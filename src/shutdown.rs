//! Process-wide shutdown coordination.
//! Provides a flag set by the ctrlc handler so the batch loops can stop
//! between files instead of mid-rename.
//!
//! Notes:
//! - Relaxed atomics are sufficient for a one-way "stop" flag.
//! - `request()` is safe to call from signal handlers.

use std::sync::atomic::{AtomicBool, Ordering};

static SHUTDOWN: AtomicBool = AtomicBool::new(false);

/// Request a cooperative shutdown (idempotent).
#[inline]
pub fn request() {
    SHUTDOWN.store(true, Ordering::Relaxed);
}

/// Check whether a shutdown has been requested.
#[inline]
pub fn is_requested() -> bool {
    SHUTDOWN.load(Ordering::Relaxed)
}
//! Uniqueness resolution for suggested filenames.
//!
//! Policy:
//! - An unclaimed candidate is returned untouched; a suffix is never added
//!   unless a collision actually occurred.
//! - On collision the suggester is re-invoked up to MAX_REGEN_ATTEMPTS times;
//!   the first unclaimed regenerated name wins.
//! - If regeneration keeps colliding (or is unavailable), fall back to
//!   deterministic suffixing of the ORIGINAL candidate: "report" -> "report-1",
//!   "report-2", ... smallest unclaimed number. A candidate that already ends
//!   in "-N" is suffixed as supplied ("report-1" -> "report-1-1"); we do not
//!   strip existing numbers.
//!
//! Notes:
//! - No I/O happens here. The claimed set is seeded and grown by the caller;
//!   the caller must insert the returned name before resolving the next file.

use std::collections::HashSet;
use std::io;
use std::path::Path;
use tracing::{debug, trace};

/// How many times the suggester is re-invoked before suffixing kicks in.
pub const MAX_REGEN_ATTEMPTS: usize = 3;

/// Names considered taken at a point in time within one batch: existing
/// directory entries plus names already finalized for earlier files.
///
/// Membership follows host filesystem semantics: case-insensitive folding on
/// Windows and macOS, case-sensitive elsewhere. Construct with `new` to
/// override (tests, network mounts).
#[derive(Debug, Clone, Default)]
pub struct ClaimedNames {
    names: HashSet<String>,
    fold_case: bool,
}

impl ClaimedNames {
    /// Empty set with explicit case handling.
    pub fn new(fold_case: bool) -> Self {
        Self {
            names: HashSet::new(),
            fold_case,
        }
    }

    /// Empty set using the host's usual filename case rules.
    pub fn host_default() -> Self {
        Self::new(cfg!(any(windows, target_os = "macos")))
    }

    fn key(&self, name: &str) -> String {
        if self.fold_case {
            name.to_lowercase()
        } else {
            name.to_string()
        }
    }

    pub fn contains(&self, name: &str) -> bool {
        self.names.contains(&self.key(name))
    }

    /// Claim a name. Returns false if it was already claimed.
    pub fn insert(&mut self, name: &str) -> bool {
        let key = self.key(name);
        self.names.insert(key)
    }

    /// Seed the set with the entries of `dir` (names including extension).
    /// Returns how many entries were added.
    pub fn seed_from_dir(&mut self, dir: &Path) -> io::Result<usize> {
        let mut added = 0usize;
        for entry in std::fs::read_dir(dir)? {
            let entry = entry?;
            let name = entry.file_name().to_string_lossy().into_owned();
            if self.insert(&name) {
                added += 1;
            }
        }
        debug!(dir = %dir.display(), added, "seeded claimed names from directory");
        Ok(added)
    }
}

/// Split a candidate into (stem, extension) the way `Path` does, so suffixes
/// land before the extension. Dotfiles (".env") count as extensionless.
fn split_candidate(name: &str) -> (&str, Option<&str>) {
    let p = Path::new(name);
    let stem = p.file_stem().and_then(|s| s.to_str()).unwrap_or(name);
    let ext = p.extension().and_then(|e| e.to_str());
    (stem, ext)
}

fn with_suffix(stem: &str, ext: Option<&str>, n: u32) -> String {
    match ext {
        Some(e) => format!("{stem}-{n}.{e}"),
        None => format!("{stem}-{n}"),
    }
}

/// Turn `original` into a name guaranteed absent from `claimed`.
///
/// `regen` produces a fresh candidate on each call; `None` means the
/// suggester cannot retry (unavailable), which ends regeneration early and
/// falls through to suffixing. The function is total: it always returns a
/// name, in at most MAX_REGEN_ATTEMPTS regenerations plus one suffix probe
/// per claimed name.
pub fn resolve_unique<F>(original: &str, claimed: &ClaimedNames, mut regen: F) -> String
where
    F: FnMut() -> Option<String>,
{
    if !claimed.contains(original) {
        return original.to_string();
    }

    for attempt in 1..=MAX_REGEN_ATTEMPTS {
        match regen() {
            Some(candidate) if !candidate.is_empty() && !claimed.contains(&candidate) => {
                trace!(attempt, from = original, to = %candidate, "regeneration produced a free name");
                return candidate;
            }
            Some(_) => continue,
            None => break,
        }
    }

    // Suffix from the original candidate, not a regenerated one, so repeated
    // runs over the same inputs stay deterministic.
    let (stem, ext) = split_candidate(original);
    let mut n: u32 = 1;
    loop {
        let candidate = with_suffix(stem, ext, n);
        if !claimed.contains(&candidate) {
            trace!(from = original, to = %candidate, "resolved collision with numeric suffix");
            return candidate;
        }
        n += 1;
    }
}

#[cfg(test)]
mod tests {
    use super::*;

    fn claimed(names: &[&str]) -> ClaimedNames {
        let mut set = ClaimedNames::new(false);
        for n in names {
            set.insert(n);
        }
        set
    }

    fn no_regen() -> Option<String> {
        None
    }

    #[test]
    fn unclaimed_candidate_passes_through() {
        let set = claimed(&[]);
        assert_eq!(resolve_unique("report", &set, no_regen), "report");
    }

    #[test]
    fn stubborn_suggester_falls_back_to_first_suffix() {
        let set = claimed(&["report"]);
        let got = resolve_unique("report", &set, || Some("report".into()));
        assert_eq!(got, "report-1");
    }

    #[test]
    fn suffix_skips_already_claimed_numbers() {
        let set = claimed(&["report", "report-1"]);
        let got = resolve_unique("report", &set, || Some("report".into()));
        assert_eq!(got, "report-2");
    }

    #[test]
    fn regenerated_free_name_wins_over_suffix() {
        let set = claimed(&["notes"]);
        let got = resolve_unique("notes", &set, || Some("meeting-notes".into()));
        assert_eq!(got, "meeting-notes");
    }

    #[test]
    fn regeneration_is_bounded() {
        let set = claimed(&["x"]);
        let mut calls = 0usize;
        let got = resolve_unique("x", &set, || {
            calls += 1;
            Some("x".into())
        });
        assert_eq!(calls, MAX_REGEN_ATTEMPTS);
        assert_eq!(got, "x-1");
    }

    #[test]
    fn unavailable_suggester_goes_straight_to_suffix() {
        let set = claimed(&["x"]);
        let mut calls = 0usize;
        let got = resolve_unique("x", &set, || {
            calls += 1;
            None
        });
        assert_eq!(calls, 1);
        assert_eq!(got, "x-1");
    }

    #[test]
    fn suffix_lands_before_extension() {
        let set = claimed(&["report.txt"]);
        let got = resolve_unique("report.txt", &set, no_regen);
        assert_eq!(got, "report-1.txt");
    }

    #[test]
    fn dotfile_is_suffixed_whole() {
        let set = claimed(&[".env"]);
        let got = resolve_unique(".env", &set, no_regen);
        assert_eq!(got, ".env-1");
    }

    #[test]
    fn numeric_looking_candidate_is_not_stripped() {
        let set = claimed(&["report-1"]);
        let got = resolve_unique("report-1", &set, no_regen);
        assert_eq!(got, "report-1-1");
    }

    #[test]
    fn resolution_is_idempotent_against_unchanged_set() {
        let set = claimed(&["draft", "draft-1"]);
        let a = resolve_unique("draft", &set, no_regen);
        let b = resolve_unique("draft", &set, no_regen);
        assert_eq!(a, b);
        assert_eq!(a, "draft-2");
    }

    #[test]
    fn result_is_never_in_claimed_set() {
        let set = claimed(&["a", "a-1", "a-2", "a-3", "a-5"]);
        let got = resolve_unique("a", &set, || Some("a-1".into()));
        assert!(!set.contains(&got));
        assert_eq!(got, "a-4");
    }

    #[test]
    fn case_folding_matches_claims_on_insensitive_hosts() {
        let mut set = ClaimedNames::new(true);
        set.insert("Report");
        assert!(set.contains("report"));
        let got = resolve_unique("REPORT", &set, no_regen);
        assert_eq!(got, "REPORT-1");
    }

    #[test]
    fn batch_sequence_matches_running_claims() {
        // Two files both suggesting "notes": the first keeps it, the second
        // sees it claimed and suffixes.
        let mut set = claimed(&[]);
        let first = resolve_unique("notes", &set, || Some("notes".into()));
        assert_eq!(first, "notes");
        set.insert(&first);
        let second = resolve_unique("notes", &set, || Some("notes".into()));
        assert_eq!(second, "notes-1");
    }
}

^^^^

## Task statement:
Please filter the entries above down to the lines holding "Path" and copy them.

## Answer:
use std::path::Path;
    pub fn seed_from_dir(&mut self, dir: &Path) -> io::Result<usize> {
/// Split a candidate into (stem, extension) the way `Path` does, so suffixes
    let p = Path::new(name);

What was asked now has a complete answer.